- Directions
Starting at the top of the entries below, set down each line exactly as written, and stop after the line containing "unique backstop index".

- Task data
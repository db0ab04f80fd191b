//! Catalog write path for shop products.
//!
//! Slug allocation happens here, in the same transaction as the write, not
//! in a database trigger. Two concurrent writers in one shop can still race
//! between the allocator's probe and the insert; the unique backstop index
//! on `(shop_id, slug)` turns that race into a unique violation, and the
//! write is retried with a fresh allocation (optimistic retry).

use regrade::{Result, SlugScope, is_unique_violation, slug};
use rust_decimal::Decimal;
use tokio_postgres::Client;
use tracing::debug;
use uuid::Uuid;

use crate::models::ShopProduct;

/// The tenant partition shop-product slugs are unique within.
pub const SHOP_PRODUCT_SLUGS: SlugScope<'static> = SlugScope {
    table: "shop_products",
    scope_column: "shop_id",
    slug_column: "slug",
    id_column: "id",
};

/// Attempts per write before a persistent unique violation is surfaced.
const MAX_WRITE_ATTEMPTS: u32 = 3;

/// Input for creating a shop product.
#[derive(Debug, Clone)]
pub struct NewShopProduct {
    pub shop_id: Uuid,
    pub name: String,
    /// Optional caller-supplied slug; derived from `name` when absent.
    pub slug: Option<String>,
    pub description: Option<String>,
    pub technical_details: Option<String>,
    pub oe_number: Option<String>,
    pub brand: Option<String>,
    pub manufacturer: Option<String>,
    pub model: Option<String>,
    pub manufacturer_year: Option<i32>,
    pub weight: Option<f64>,
    pub dimensions: Option<String>,
    pub price: Decimal,
    pub sale_price: Option<Decimal>,
    pub sku: Option<String>,
    pub stock_quantity: i32,
}

impl NewShopProduct {
    pub fn new(shop_id: Uuid, name: impl Into<String>, price: Decimal) -> Self {
        Self {
            shop_id,
            name: name.into(),
            slug: None,
            description: None,
            technical_details: None,
            oe_number: None,
            brand: None,
            manufacturer: None,
            model: None,
            manufacturer_year: None,
            weight: None,
            dimensions: None,
            price,
            sale_price: None,
            sku: None,
            stock_quantity: 0,
        }
    }
}

const INSERT_SHOP_PRODUCT: &str = r#"
INSERT INTO shop_products (
    shop_id, name, slug, description, technical_details, oe_number,
    brand, manufacturer, model, manufacturer_year, weight, dimensions,
    price, sale_price, sku, stock_quantity
)
VALUES ($1, $2, $3, $4, $5, $6, $7, $8, $9, $10, $11, $12, $13, $14, $15, $16)
RETURNING *
"#;

/// Create a shop product, allocating a slug unique within the shop.
pub async fn create_shop_product(client: &mut Client, input: &NewShopProduct) -> Result<ShopProduct> {
    let mut attempt = 1u32;
    loop {
        let tx = client.transaction().await?;
        let slug = slug::allocate(
            &tx,
            &SHOP_PRODUCT_SLUGS,
            &input.shop_id,
            &input.name,
            input.slug.as_deref(),
            None,
        )
        .await?;

        let inserted = tx
            .query_one(
                INSERT_SHOP_PRODUCT,
                &[
                    &input.shop_id,
                    &input.name,
                    &slug,
                    &input.description,
                    &input.technical_details,
                    &input.oe_number,
                    &input.brand,
                    &input.manufacturer,
                    &input.model,
                    &input.manufacturer_year,
                    &input.weight,
                    &input.dimensions,
                    &input.price,
                    &input.sale_price,
                    &input.sku,
                    &input.stock_quantity,
                ],
            )
            .await
            .map_err(regrade::Error::from);

        match inserted {
            Ok(row) => {
                tx.commit().await?;
                return Ok(ShopProduct::from_row(&row));
            }
            Err(e) if is_unique_violation(&e) && attempt < MAX_WRITE_ATTEMPTS => {
                // Lost the race against a concurrent writer in the same
                // shop; the transaction rolls back on drop.
                debug!(shop_id = %input.shop_id, attempt, "slug collision, retrying");
                drop(tx);
                attempt += 1;
            }
            Err(e) => return Err(e),
        }
    }
}

/// Rename a shop product, re-allocating its slug within the shop.
///
/// The row's own id is excluded from the collision probe so an unchanged
/// name keeps its slug.
pub async fn rename_shop_product(
    client: &mut Client,
    id: Uuid,
    name: &str,
    candidate_slug: Option<&str>,
) -> Result<ShopProduct> {
    let mut attempt = 1u32;
    loop {
        let tx = client.transaction().await?;
        let row = tx
            .query_one(
                "SELECT shop_id FROM shop_products WHERE id = $1 FOR UPDATE",
                &[&id],
            )
            .await?;
        let shop_id: Uuid = row.get(0);

        let slug = slug::allocate(
            &tx,
            &SHOP_PRODUCT_SLUGS,
            &shop_id,
            name,
            candidate_slug,
            Some(id),
        )
        .await?;

        let updated = tx
            .query_one(
                r#"
                UPDATE shop_products
                SET name = $2, slug = $3, updated_at = now()
                WHERE id = $1
                RETURNING *
                "#,
                &[&id, &name, &slug],
            )
            .await
            .map_err(regrade::Error::from);

        match updated {
            Ok(row) => {
                tx.commit().await?;
                return Ok(ShopProduct::from_row(&row));
            }
            Err(e) if is_unique_violation(&e) && attempt < MAX_WRITE_ATTEMPTS => {
                debug!(%id, attempt, "slug collision, retrying");
                drop(tx);
                attempt += 1;
            }
            Err(e) => return Err(e),
        }
    }
}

- Response to the task
repository db0ab04f80fd191b
//! Catalog write path for shop products.
//!
//! Slug allocation happens here, in the same transaction as the write, not
//! in a database trigger. Two concurrent writers in one shop can still race
//! between the allocator's probe and the insert; the unique backstop index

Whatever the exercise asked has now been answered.